Task to carry out: Write out again, exactly as they stand, the line that includes "not found error." and all remaining lines of the entries.

[Dataset records]

// SPDX-License-Identifier: PolyForm-Noncommercial-1.0.0
// Copyright (c) 2025 Sylvex. All rights reserved.

//! Subscription tree.
//!
//! Materializes configured subscriptions into monitored items. A single
//! node becomes one item; a folder becomes one item per qualifying
//! descendant.
//!
//! ```text
//! subscribe_to_all(ns=2;s=Line1)
//!   Line1
//!   ├── ns=2;s=Temp        forward, string  ──► item
//!   ├── ns=0;i=61          numeric          ──► skipped
//!   ├── ns=2;s=Plant       inverse          ──► skipped
//!   └── ns=2;s=Pumps       forward, string  ──► item, then its children
//!       └── ns=2;s=P1      forward, string  ──► item
//! ```
//!
//! Siblings are subscribed in the order the protocol yields them; the
//! subtree of each sibling is explored after the whole level has been
//! subscribed. Nothing is deduplicated and there is no visited set: an
//! address yielded twice produces two items, and a reference cycle is only
//! stopped by `max_depth`.

use std::collections::HashMap;

use sluice_config::SubscriptionParams;
use sluice_core::{NodeAddress, StatusCode};
use sluice_registry::{RegistrySync, SubscriptionDescriptor};
use tracing::{debug, info, warn};

use crate::error::{ProtocolError, ProtocolResult};
use crate::protocol::{ChildReference, ConnectionHandle, ItemHandle, SourceProtocol, SubscriptionHandle};

// =============================================================================
// MonitoredItem
// =============================================================================

/// Gateway-side record of one monitored data point.
#[derive(Debug, Clone, PartialEq, Eq)]
pub struct MonitoredItem {
    /// Owning server.
    pub server_id: i32,
    /// Namespace index.
    pub namespace_index: u16,
    /// Node identifier.
    pub identifier: String,
    /// Protocol handle.
    pub item_handle: ItemHandle,
    /// Whether the item was reached through a folder walk.
    pub is_folder: bool,
}

impl MonitoredItem {
    /// Node address of the item.
    pub fn address(&self) -> NodeAddress {
        NodeAddress::string(self.namespace_index, self.identifier.clone())
    }
}

/// Counters from one folder walk.
#[derive(Debug, Clone, Copy, Default, PartialEq, Eq)]
pub struct WalkReport {
    /// Items created.
    pub created: usize,
    /// Children skipped as non-string or inverse references.
    pub skipped: usize,
    /// Status of the first item or browse failure below the root.
    pub first_failure: Option<StatusCode>,
}

impl WalkReport {
    fn record_failure(&mut self, status: StatusCode) {
        if self.first_failure.is_none() {
            self.first_failure = Some(status);
        }
    }
}

// =============================================================================
// SubscriptionTree
// =============================================================================

/// Monitored items of one connector under a single protocol subscription.
#[derive(Debug)]
pub struct SubscriptionTree {
    server_id: i32,
    params: SubscriptionParams,
    max_depth: u32,
    subscription: Option<SubscriptionHandle>,
    items: Vec<MonitoredItem>,
    index: HashMap<ItemHandle, usize>,
}

impl SubscriptionTree {
    /// Creates an empty tree. `max_depth` of 0 leaves folder walks unbounded.
    pub fn new(server_id: i32, params: SubscriptionParams, max_depth: u32) -> Self {
        Self {
            server_id,
            params,
            max_depth,
            subscription: None,
            items: Vec::new(),
            index: HashMap::new(),
        }
    }

    /// Items in creation order.
    pub fn items(&self) -> &[MonitoredItem] {
        &self.items
    }

    /// Looks an item up by its protocol handle.
    pub fn lookup(&self, handle: ItemHandle) -> Option<&MonitoredItem> {
        self.index.get(&handle).map(|&i| &self.items[i])
    }

    /// Protocol subscription, once the first item has been created.
    pub fn subscription(&self) -> Option<SubscriptionHandle> {
        self.subscription
    }

    /// Monitors exactly one node and upserts its descriptor.
    pub async fn subscribe_to_one(
        &mut self,
        protocol: &mut dyn SourceProtocol,
        conn: ConnectionHandle,
        registry: &RegistrySync,
        namespace_index: u16,
        identifier: &str,
    ) -> ProtocolResult<ItemHandle> {
        self.monitor(protocol, conn, registry, namespace_index, identifier, false)
            .await
    }

    /// Monitors every qualifying descendant of a folder node.
    ///
    /// Fails only when the folder itself cannot be browsed. Failures further
    /// down are logged, counted in the report and do not stop the walk.
    pub async fn subscribe_to_all(
        &mut self,
        protocol: &mut dyn SourceProtocol,
        conn: ConnectionHandle,
        registry: &RegistrySync,
        namespace_index: u16,
        identifier: &str,
    ) -> ProtocolResult<WalkReport> {
        let root = NodeAddress::string(namespace_index, identifier);
        let mut report = WalkReport::default();
        let mut pending: Vec<(NodeAddress, u32)> = vec![(root.clone(), 0)];
        let mut children: Vec<ChildReference> = Vec::new();

        while let Some((parent, depth)) = pending.pop() {
            children.clear();
            let mut collect = |child: ChildReference| children.push(child);
            if let Err(err) = protocol.for_each_child(conn, &parent, &mut collect).await {
                if parent == root {
                    return Err(err);
                }
                warn!(server_id = self.server_id, node = %parent, error = %err, "Browse failed");
                report.record_failure(err.status());
                continue;
            }

            let mut descend = Vec::new();
            for child in children.drain(..) {
                if !child.is_forward {
                    report.skipped += 1;
                    continue;
                }
                let Some(child_identifier) = child.address.as_string() else {
                    report.skipped += 1;
                    continue;
                };

                match self
                    .monitor(
                        protocol,
                        conn,
                        registry,
                        child.address.namespace_index,
                        child_identifier,
                        true,
                    )
                    .await
                {
                    Ok(_) => report.created += 1,
                    Err(err) => report.record_failure(err.status()),
                }

                if self.max_depth == 0 || depth + 1 < self.max_depth {
                    descend.push((child.address, depth + 1));
                }
            }
            pending.extend(descend.into_iter().rev());
        }

        info!(
            server_id = self.server_id,
            folder = %root,
            created = report.created,
            skipped = report.skipped,
            "Folder subscribed"
        );
        Ok(report)
    }

    /// Removes every item, then the subscription.
    pub async fn release(&mut self, protocol: &mut dyn SourceProtocol, conn: ConnectionHandle) {
        let Some(sub) = self.subscription.take() else {
            self.items.clear();
            self.index.clear();
            return;
        };

        for item in self.items.drain(..) {
            if let Err(err) = protocol.remove_monitored_item(conn, sub, item.item_handle).await {
                warn!(
                    server_id = self.server_id,
                    node = %item.address(),
                    error = %err,
                    "Failed to remove monitored item"
                );
            }
        }
        self.index.clear();

        match protocol.remove_subscription(conn, sub).await {
            Ok(()) => debug!(server_id = self.server_id, subscription = %sub, "Subscription removed"),
            Err(err) => warn!(server_id = self.server_id, error = %err, "Failed to remove subscription"),
        }
    }

    async fn monitor(
        &mut self,
        protocol: &mut dyn SourceProtocol,
        conn: ConnectionHandle,
        registry: &RegistrySync,
        namespace_index: u16,
        identifier: &str,
        is_folder: bool,
    ) -> ProtocolResult<ItemHandle> {
        let sub = self.ensure_subscription(protocol, conn).await?;
        let address = NodeAddress::string(namespace_index, identifier);

        let handle = match protocol.add_monitored_item(conn, sub, &address).await {
            Ok(handle) => handle,
            Err(err) => {
                warn!(server_id = self.server_id, node = %address, error = %err, "Monitored item rejected");
                return Err(err);
            }
        };

        self.index.insert(handle, self.items.len());
        self.items.push(MonitoredItem {
            server_id: self.server_id,
            namespace_index,
            identifier: identifier.to_string(),
            item_handle: handle,
            is_folder,
        });
        debug!(server_id = self.server_id, node = %address, item = %handle, "Monitored item created");

        let descriptor = SubscriptionDescriptor::new(self.server_id, namespace_index, identifier, is_folder);
        registry.upsert_subscription(&descriptor).await;

        Ok(handle)
    }

    async fn ensure_subscription(
        &mut self,
        protocol: &mut dyn SourceProtocol,
        conn: ConnectionHandle,
    ) -> ProtocolResult<SubscriptionHandle> {
        if let Some(sub) = self.subscription {
            return Ok(sub);
        }

        let sub = protocol
            .create_subscription(conn, &self.params)
            .await
            .map_err(|err| {
                warn!(server_id = self.server_id, error = %err, "Subscription rejected");
                ProtocolError::subscription(err.status())
            })?;
        info!(
            server_id = self.server_id,
            subscription = %sub,
            interval_ms = self.params.publishing_interval_ms,
            priority = self.params.priority,
            "Subscription created"
        );
        self.subscription = Some(sub);
        Ok(sub)
    }
}
// SPDX-License-Identifier: PolyForm-Noncommercial-1.0.0
// Copyright (c) 2025 Sylvex. All rights reserved.

//! Configuration error types for sluice-config.

use std::path::PathBuf;
use thiserror::Error;

/// Configuration-related errors.
#[derive(Debug, Error)]
pub enum ConfigError {
    /// Failed to parse configuration file.
    #[error("Failed to parse config file '{path}': {message}")]
    Parse {
        /// Path to the configuration file.
        path: PathBuf,
        /// Error message.
        message: String,
    },

    /// Configuration validation failed.
    #[error("Validation failed for '{field}': {message}")]
    Validation {
        /// The field that failed validation.
        field: String,
        /// Error message.
        message: String,
    },

    /// File I/O error.
    #[error("Failed to read config file '{path}': {source}")]
    Io {
        /// Path to the file.
        path: PathBuf,
        /// Underlying I/O error.
        #[source]
        source: std::io::Error,
    },

    /// Two servers share an id.
    #[error("Duplicate server ID: {server_id}")]
    DuplicateServerId {
        /// The duplicated server ID.
        server_id: i32,
    },

    /// Invalid environment variable value.
    #[error("Invalid environment variable value for '{name}': {message}")]
    InvalidEnvVar {
        /// The environment variable name.
        name: String,
        /// Error message.
        message: String,
    },

    /// File not found.
    #[error("File not found: {path}")]
    FileNotFound {
        /// The path that was not found.
        path: PathBuf,
    },

    /// Unsupported configuration format.
    #[error("Unsupported configuration format: {format}")]
    UnsupportedFormat {
        /// The unsupported format.
        format: String,
    },

    /// Serialization error.
    #[error("Serialization error: {message}")]
    Serialization {
        /// Error message.
        message: String,
    },
}

impl ConfigError {
    /// Creates a parse error.
    pub fn parse(path: impl Into<PathBuf>, message: impl Into<String>) -> Self {
        Self::Parse {
            path: path.into(),
            message: message.into(),
        }
    }

    /// Creates a validation error.
    pub fn validation(field: impl Into<String>, message: impl Into<String>) -> Self {
        Self::Validation {
            field: field.into(),
            message: message.into(),
        }
    }

    /// Creates an I/O error.
    pub fn io(path: impl Into<PathBuf>, source: std::io::Error) -> Self {
        Self::Io {
            path: path.into(),
            source,
        }
    }

    /// Creates a duplicate server ID error.
    pub fn duplicate_server_id(server_id: i32) -> Self {
        Self::DuplicateServerId { server_id }
    }

    /// Creates an invalid environment variable error.
    pub fn invalid_env_var(name: impl Into<String>, message: impl Into<String>) -> Self {
        Self::InvalidEnvVar {
            name: name.into(),
            message: message.into(),
        }
    }

    /// Creates a file not found error.
    pub fn file_not_found(path: impl Into<PathBuf>) -> Self {
        Self::FileNotFound { path: path.into() }
    }

    /// Creates an unsupported format error.
    pub fn unsupported_format(format: impl Into<String>) -> Self {
        Self::UnsupportedFormat {
            format: format.into(),
        }
    }

    /// Creates a serialization error.
    pub fn serialization(message: impl Into<String>) -> Self {
        Self::Serialization {
            message: message.into(),
        }
    }

    /// Returns `true` if the error came from validating parsed content.
    pub fn is_validation(&self) -> bool {
        matches!(self, Self::Validation { .. } | Self::DuplicateServerId { .. })
    }
}

/// Result type for configuration operations.
pub type ConfigResult<T> = Result<T, ConfigError>;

Answer box:
    /// Creates a file not found error.
    pub fn file_not_found(path: impl Into<PathBuf>) -> Self {
        Self::FileNotFound { path: path.into() }
    }

    /// Creates an unsupported format error.
    pub fn unsupported_format(format: impl Into<String>) -> Self {
        Self::UnsupportedFormat {
            format: format.into(),
        }
    }

    /// Creates a serialization error.
    pub fn serialization(message: impl Into<String>) -> Self {
        Self::Serialization {
            message: message.into(),
        }
    }

    /// Returns `true` if the error came from validating parsed content.
    pub fn is_validation(&self) -> bool {
        matches!(self, Self::Validation { .. } | Self::DuplicateServerId { .. })
    }
}

/// Result type for configuration operations.
pub type ConfigResult<T> = Result<T, ConfigError>;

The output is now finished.